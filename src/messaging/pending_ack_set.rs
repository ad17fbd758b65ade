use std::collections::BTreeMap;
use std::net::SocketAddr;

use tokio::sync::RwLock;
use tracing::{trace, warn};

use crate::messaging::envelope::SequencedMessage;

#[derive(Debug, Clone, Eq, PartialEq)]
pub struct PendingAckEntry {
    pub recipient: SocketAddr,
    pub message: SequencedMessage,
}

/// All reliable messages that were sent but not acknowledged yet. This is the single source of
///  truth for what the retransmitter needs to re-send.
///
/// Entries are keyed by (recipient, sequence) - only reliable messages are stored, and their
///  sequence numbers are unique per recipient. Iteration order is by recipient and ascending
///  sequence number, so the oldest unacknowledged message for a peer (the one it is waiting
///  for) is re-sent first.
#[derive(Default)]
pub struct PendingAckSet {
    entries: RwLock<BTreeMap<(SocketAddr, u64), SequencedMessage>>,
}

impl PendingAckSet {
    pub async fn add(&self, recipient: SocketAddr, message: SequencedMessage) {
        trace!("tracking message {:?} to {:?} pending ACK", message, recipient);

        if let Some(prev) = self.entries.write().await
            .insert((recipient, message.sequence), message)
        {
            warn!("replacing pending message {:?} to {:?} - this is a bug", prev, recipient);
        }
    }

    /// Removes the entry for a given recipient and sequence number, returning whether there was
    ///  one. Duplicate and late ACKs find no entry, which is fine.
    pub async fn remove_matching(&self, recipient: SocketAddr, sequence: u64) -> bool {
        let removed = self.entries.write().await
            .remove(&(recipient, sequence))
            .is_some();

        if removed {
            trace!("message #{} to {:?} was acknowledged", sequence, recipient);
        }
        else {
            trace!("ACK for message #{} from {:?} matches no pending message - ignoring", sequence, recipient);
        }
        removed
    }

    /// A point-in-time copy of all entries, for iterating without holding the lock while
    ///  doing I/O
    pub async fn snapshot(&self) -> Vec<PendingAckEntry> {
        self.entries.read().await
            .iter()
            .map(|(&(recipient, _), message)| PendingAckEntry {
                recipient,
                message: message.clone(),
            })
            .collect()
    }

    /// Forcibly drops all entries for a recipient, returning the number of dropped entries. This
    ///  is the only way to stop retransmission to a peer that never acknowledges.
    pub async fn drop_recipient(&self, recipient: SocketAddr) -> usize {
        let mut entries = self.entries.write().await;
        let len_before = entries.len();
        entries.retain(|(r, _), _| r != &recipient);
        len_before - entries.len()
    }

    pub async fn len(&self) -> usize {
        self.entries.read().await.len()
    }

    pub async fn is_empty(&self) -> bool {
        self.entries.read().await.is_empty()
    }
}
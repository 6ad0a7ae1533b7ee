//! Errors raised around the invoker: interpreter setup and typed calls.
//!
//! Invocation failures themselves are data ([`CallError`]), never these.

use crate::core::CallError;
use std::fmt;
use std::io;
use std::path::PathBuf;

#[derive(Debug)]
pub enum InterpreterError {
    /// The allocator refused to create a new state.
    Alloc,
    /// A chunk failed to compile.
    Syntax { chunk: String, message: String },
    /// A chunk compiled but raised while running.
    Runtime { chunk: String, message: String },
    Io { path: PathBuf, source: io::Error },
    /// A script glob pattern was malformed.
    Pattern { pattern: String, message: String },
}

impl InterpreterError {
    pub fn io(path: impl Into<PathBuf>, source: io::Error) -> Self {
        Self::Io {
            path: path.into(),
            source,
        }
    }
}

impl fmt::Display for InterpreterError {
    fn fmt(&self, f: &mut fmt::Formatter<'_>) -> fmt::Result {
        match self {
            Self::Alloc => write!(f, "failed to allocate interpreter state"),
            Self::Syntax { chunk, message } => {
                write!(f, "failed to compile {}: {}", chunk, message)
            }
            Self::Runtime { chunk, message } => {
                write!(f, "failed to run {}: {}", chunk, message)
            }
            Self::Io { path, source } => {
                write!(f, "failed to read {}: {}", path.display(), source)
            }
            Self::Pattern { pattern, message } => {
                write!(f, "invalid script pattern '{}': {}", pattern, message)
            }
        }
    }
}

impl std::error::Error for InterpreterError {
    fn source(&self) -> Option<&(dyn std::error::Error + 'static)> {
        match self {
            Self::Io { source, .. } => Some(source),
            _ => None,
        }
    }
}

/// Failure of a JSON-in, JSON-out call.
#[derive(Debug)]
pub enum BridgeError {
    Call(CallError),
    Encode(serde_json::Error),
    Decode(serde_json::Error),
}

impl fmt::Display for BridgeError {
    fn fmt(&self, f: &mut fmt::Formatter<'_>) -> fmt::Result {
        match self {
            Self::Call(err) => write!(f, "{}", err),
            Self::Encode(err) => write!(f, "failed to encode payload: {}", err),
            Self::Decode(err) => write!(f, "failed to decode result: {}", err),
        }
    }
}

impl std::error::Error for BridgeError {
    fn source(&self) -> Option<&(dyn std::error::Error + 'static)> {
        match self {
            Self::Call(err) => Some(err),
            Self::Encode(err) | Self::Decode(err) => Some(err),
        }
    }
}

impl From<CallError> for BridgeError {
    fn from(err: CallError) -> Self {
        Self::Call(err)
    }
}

##############################

**Problem to work on:**
Your response should consist of the records, printed exactly.

**Solution for this task:**
filename src/messaging/pending_ack_set.rs
repository ad17fbd758b65ade
use std::collections::BTreeMap;
use std::net::SocketAddr;

use tokio::sync::RwLock;
use tracing::{trace, warn};

use crate::messaging::envelope::SequencedMessage;

#[derive(Debug, Clone, Eq, PartialEq)]
pub struct PendingAckEntry {
    pub recipient: SocketAddr,
    pub message: SequencedMessage,
}

/// All reliable messages that were sent but not acknowledged yet. This is the single source of
///  truth for what the retransmitter needs to re-send.
///
/// Entries are keyed by (recipient, sequence) - only reliable messages are stored, and their
///  sequence numbers are unique per recipient. Iteration order is by recipient and ascending
///  sequence number, so the oldest unacknowledged message for a peer (the one it is waiting
///  for) is re-sent first.
#[derive(Default)]
pub struct PendingAckSet {
    entries: RwLock<BTreeMap<(SocketAddr, u64), SequencedMessage>>,
}

impl PendingAckSet {
    pub async fn add(&self, recipient: SocketAddr, message: SequencedMessage) {
        trace!("tracking message {:?} to {:?} pending ACK", message, recipient);

        if let Some(prev) = self.entries.write().await
            .insert((recipient, message.sequence), message)
        {
            warn!("replacing pending message {:?} to {:?} - this is a bug", prev, recipient);
        }
    }

    /// Removes the entry for a given recipient and sequence number, returning whether there was
    ///  one. Duplicate and late ACKs find no entry, which is fine.
    pub async fn remove_matching(&self, recipient: SocketAddr, sequence: u64) -> bool {
        let removed = self.entries.write().await
            .remove(&(recipient, sequence))
            .is_some();

        if removed {
            trace!("message #{} to {:?} was acknowledged", sequence, recipient);
        }
        else {
            trace!("ACK for message #{} from {:?} matches no pending message - ignoring", sequence, recipient);
        }
        removed
    }

    /// A point-in-time copy of all entries, for iterating without holding the lock while
    ///  doing I/O
    pub async fn snapshot(&self) -> Vec<PendingAckEntry> {
        self.entries.read().await
            .iter()
            .map(|(&(recipient, _), message)| PendingAckEntry {
                recipient,
                message: message.clone(),
            })
            .collect()
    }

    /// Forcibly drops all entries for a recipient, returning the number of dropped entries. This
    ///  is the only way to stop retransmission to a peer that never acknowledges.
    pub async fn drop_recipient(&self, recipient: SocketAddr) -> usize {
        let mut entries = self.entries.write().await;
        let len_before = entries.len();
        entries.retain(|(r, _), _| r != &recipient);
        len_before - entries.len()
    }

    pub async fn len(&self) -> usize {
        self.entries.read().await.len()
    }

    pub async fn is_empty(&self) -> bool {
        self.entries.read().await.is_empty()
    }
}
repository 6ad0a7ae1533b7ee
//! Errors raised around the invoker: interpreter setup and typed calls.
//!
//! Invocation failures themselves are data ([`CallError`]), never these.

use crate::core::CallError;
use std::fmt;
use std::io;
use std::path::PathBuf;

#[derive(Debug)]
pub enum InterpreterError {
    /// The allocator refused to create a new state.
    Alloc,
    /// A chunk failed to compile.
    Syntax { chunk: String, message: String },
    /// A chunk compiled but raised while running.
    Runtime { chunk: String, message: String },
    Io { path: PathBuf, source: io::Error },
    /// A script glob pattern was malformed.
    Pattern { pattern: String, message: String },
}

impl InterpreterError {
    pub fn io(path: impl Into<PathBuf>, source: io::Error) -> Self {
        Self::Io {
            path: path.into(),
            source,
        }
    }
}

impl fmt::Display for InterpreterError {
    fn fmt(&self, f: &mut fmt::Formatter<'_>) -> fmt::Result {
        match self {
            Self::Alloc => write!(f, "failed to allocate interpreter state"),
            Self::Syntax { chunk, message } => {
                write!(f, "failed to compile {}: {}", chunk, message)
            }
            Self::Runtime { chunk, message } => {
                write!(f, "failed to run {}: {}", chunk, message)
            }
            Self::Io { path, source } => {
                write!(f, "failed to read {}: {}", path.display(), source)
            }
            Self::Pattern { pattern, message } => {
                write!(f, "invalid script pattern '{}': {}", pattern, message)
            }
        }
    }
}

impl std::error::Error for InterpreterError {
    fn source(&self) -> Option<&(dyn std::error::Error + 'static)> {
        match self {
            Self::Io { source, .. } => Some(source),
            _ => None,
        }
    }
}

/// Failure of a JSON-in, JSON-out call.
#[derive(Debug)]
pub enum BridgeError {
    Call(CallError),
    Encode(serde_json::Error),
    Decode(serde_json::Error),
}

impl fmt::Display for BridgeError {
    fn fmt(&self, f: &mut fmt::Formatter<'_>) -> fmt::Result {
        match self {
            Self::Call(err) => write!(f, "{}", err),
            Self::Encode(err) => write!(f, "failed to encode payload: {}", err),
            Self::Decode(err) => write!(f, "failed to decode result: {}", err),
        }
    }
}

impl std::error::Error for BridgeError {
    fn source(&self) -> Option<&(dyn std::error::Error + 'static)> {
        match self {
            Self::Call(err) => Some(err),
            Self::Encode(err) | Self::Decode(err) => Some(err),
        }
    }
}

impl From<CallError> for BridgeError {
    fn from(err: CallError) -> Self {
        Self::Call(err)
    }
}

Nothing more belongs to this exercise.